— Exercise brief —
Scan the listing below for the word "InputEvent" and state how many lines hold it. Write nothing but the number.
=== Section Start ===
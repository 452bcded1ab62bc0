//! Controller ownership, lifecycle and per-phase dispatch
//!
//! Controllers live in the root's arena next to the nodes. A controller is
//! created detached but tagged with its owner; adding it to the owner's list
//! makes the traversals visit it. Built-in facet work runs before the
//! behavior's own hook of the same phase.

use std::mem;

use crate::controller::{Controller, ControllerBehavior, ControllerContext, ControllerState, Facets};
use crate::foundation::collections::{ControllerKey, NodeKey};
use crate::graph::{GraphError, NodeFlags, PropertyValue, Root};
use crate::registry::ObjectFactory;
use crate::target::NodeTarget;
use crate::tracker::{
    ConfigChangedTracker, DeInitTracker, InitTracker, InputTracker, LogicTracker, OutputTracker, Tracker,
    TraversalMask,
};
=== Section End ===
=== Section Start ===
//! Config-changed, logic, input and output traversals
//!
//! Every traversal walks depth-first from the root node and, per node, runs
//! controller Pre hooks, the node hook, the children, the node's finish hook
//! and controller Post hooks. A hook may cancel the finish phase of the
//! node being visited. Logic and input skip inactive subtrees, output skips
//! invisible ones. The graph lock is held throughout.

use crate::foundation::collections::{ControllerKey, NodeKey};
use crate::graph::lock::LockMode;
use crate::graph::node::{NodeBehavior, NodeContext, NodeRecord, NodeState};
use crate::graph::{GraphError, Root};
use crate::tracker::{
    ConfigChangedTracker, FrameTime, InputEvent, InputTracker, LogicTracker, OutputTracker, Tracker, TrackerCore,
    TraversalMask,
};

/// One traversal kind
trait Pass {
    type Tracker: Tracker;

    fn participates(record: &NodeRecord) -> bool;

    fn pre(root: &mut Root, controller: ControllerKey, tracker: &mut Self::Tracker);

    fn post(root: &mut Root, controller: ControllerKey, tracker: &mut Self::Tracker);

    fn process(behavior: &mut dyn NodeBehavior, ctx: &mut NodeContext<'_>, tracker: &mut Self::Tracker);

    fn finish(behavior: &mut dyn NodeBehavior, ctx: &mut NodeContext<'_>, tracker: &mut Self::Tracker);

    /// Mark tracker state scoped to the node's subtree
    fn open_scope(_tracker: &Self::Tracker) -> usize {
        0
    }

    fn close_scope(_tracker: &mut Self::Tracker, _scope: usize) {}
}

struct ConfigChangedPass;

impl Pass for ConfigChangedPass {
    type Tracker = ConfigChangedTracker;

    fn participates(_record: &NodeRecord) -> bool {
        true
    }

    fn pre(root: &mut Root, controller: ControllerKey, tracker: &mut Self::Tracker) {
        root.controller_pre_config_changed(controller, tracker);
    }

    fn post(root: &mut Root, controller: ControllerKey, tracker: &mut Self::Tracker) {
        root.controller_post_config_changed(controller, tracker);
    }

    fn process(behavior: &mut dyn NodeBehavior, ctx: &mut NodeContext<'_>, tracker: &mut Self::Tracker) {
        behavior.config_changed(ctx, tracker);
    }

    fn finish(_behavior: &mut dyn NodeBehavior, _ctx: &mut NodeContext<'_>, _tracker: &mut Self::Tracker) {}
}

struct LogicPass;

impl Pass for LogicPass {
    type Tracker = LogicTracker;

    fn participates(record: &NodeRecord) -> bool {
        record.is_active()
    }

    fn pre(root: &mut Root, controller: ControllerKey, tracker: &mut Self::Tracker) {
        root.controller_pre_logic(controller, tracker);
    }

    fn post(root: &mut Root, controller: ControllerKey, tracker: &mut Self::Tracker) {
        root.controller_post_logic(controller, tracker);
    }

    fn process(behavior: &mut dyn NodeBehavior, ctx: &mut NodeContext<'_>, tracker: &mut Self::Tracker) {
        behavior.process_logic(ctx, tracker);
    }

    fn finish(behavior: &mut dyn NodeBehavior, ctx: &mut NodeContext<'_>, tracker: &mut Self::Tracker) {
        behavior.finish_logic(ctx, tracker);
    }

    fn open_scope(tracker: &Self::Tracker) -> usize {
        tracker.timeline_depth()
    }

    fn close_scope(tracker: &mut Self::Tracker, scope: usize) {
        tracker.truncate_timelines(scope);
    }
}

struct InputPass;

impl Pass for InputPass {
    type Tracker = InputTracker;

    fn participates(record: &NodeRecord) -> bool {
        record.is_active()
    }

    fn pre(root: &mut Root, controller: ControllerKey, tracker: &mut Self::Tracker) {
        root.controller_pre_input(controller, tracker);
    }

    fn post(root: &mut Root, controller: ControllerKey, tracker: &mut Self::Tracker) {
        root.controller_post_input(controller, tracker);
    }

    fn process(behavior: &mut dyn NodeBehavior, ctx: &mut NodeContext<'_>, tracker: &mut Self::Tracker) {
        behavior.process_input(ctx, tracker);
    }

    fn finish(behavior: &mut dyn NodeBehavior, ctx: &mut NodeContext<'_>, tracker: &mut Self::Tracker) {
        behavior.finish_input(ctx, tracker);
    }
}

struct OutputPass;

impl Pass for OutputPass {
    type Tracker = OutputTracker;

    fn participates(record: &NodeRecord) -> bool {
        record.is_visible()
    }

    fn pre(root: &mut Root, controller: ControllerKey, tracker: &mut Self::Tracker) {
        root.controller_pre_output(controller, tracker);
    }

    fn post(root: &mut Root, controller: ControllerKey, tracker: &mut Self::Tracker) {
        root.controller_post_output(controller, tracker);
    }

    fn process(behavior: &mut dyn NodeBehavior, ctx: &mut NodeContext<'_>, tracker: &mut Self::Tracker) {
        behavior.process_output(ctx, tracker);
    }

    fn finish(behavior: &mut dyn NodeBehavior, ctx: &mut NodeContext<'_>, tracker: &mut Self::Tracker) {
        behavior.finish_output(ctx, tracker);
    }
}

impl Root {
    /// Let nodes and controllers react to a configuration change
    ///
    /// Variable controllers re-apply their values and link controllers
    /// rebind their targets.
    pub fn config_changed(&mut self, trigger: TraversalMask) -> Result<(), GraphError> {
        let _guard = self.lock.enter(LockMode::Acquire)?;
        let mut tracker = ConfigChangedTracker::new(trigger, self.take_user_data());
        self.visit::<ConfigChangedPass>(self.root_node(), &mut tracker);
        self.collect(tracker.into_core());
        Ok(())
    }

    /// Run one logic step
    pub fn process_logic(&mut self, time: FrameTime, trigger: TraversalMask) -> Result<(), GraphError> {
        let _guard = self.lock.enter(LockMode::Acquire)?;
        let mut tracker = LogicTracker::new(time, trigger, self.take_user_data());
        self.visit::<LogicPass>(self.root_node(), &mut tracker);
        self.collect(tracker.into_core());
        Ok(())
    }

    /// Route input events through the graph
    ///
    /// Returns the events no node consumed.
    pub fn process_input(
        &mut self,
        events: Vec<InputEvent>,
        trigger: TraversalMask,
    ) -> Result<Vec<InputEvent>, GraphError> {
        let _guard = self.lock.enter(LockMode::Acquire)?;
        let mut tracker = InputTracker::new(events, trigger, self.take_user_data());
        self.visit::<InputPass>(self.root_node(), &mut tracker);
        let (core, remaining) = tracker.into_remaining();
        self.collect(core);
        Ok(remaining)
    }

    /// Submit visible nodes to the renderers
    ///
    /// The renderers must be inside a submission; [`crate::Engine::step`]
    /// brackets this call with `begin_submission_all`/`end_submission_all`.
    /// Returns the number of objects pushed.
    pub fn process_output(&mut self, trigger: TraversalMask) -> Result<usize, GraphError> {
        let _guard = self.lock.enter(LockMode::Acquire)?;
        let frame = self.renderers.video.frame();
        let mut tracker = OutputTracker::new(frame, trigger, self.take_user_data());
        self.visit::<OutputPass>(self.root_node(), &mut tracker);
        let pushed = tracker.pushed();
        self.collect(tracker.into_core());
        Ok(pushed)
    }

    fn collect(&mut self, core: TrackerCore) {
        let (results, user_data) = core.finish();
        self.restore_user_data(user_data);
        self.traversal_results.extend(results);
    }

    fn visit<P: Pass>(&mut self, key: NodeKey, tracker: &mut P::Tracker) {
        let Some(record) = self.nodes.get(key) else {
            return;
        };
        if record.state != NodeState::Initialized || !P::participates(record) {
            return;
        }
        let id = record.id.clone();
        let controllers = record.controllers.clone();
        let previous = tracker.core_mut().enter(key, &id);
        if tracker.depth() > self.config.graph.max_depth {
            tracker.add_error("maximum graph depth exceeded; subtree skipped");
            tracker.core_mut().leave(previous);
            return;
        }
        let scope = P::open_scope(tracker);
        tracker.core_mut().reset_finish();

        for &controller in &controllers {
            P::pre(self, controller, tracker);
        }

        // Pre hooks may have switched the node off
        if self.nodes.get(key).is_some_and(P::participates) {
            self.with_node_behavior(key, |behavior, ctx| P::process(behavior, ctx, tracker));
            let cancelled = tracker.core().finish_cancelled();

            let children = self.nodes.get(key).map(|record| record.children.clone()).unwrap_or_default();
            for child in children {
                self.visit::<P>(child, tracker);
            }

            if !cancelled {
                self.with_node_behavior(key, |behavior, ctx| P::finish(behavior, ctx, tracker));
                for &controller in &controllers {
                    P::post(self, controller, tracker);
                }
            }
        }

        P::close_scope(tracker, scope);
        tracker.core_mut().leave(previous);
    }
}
=== Section End ===
— Exercise result —
3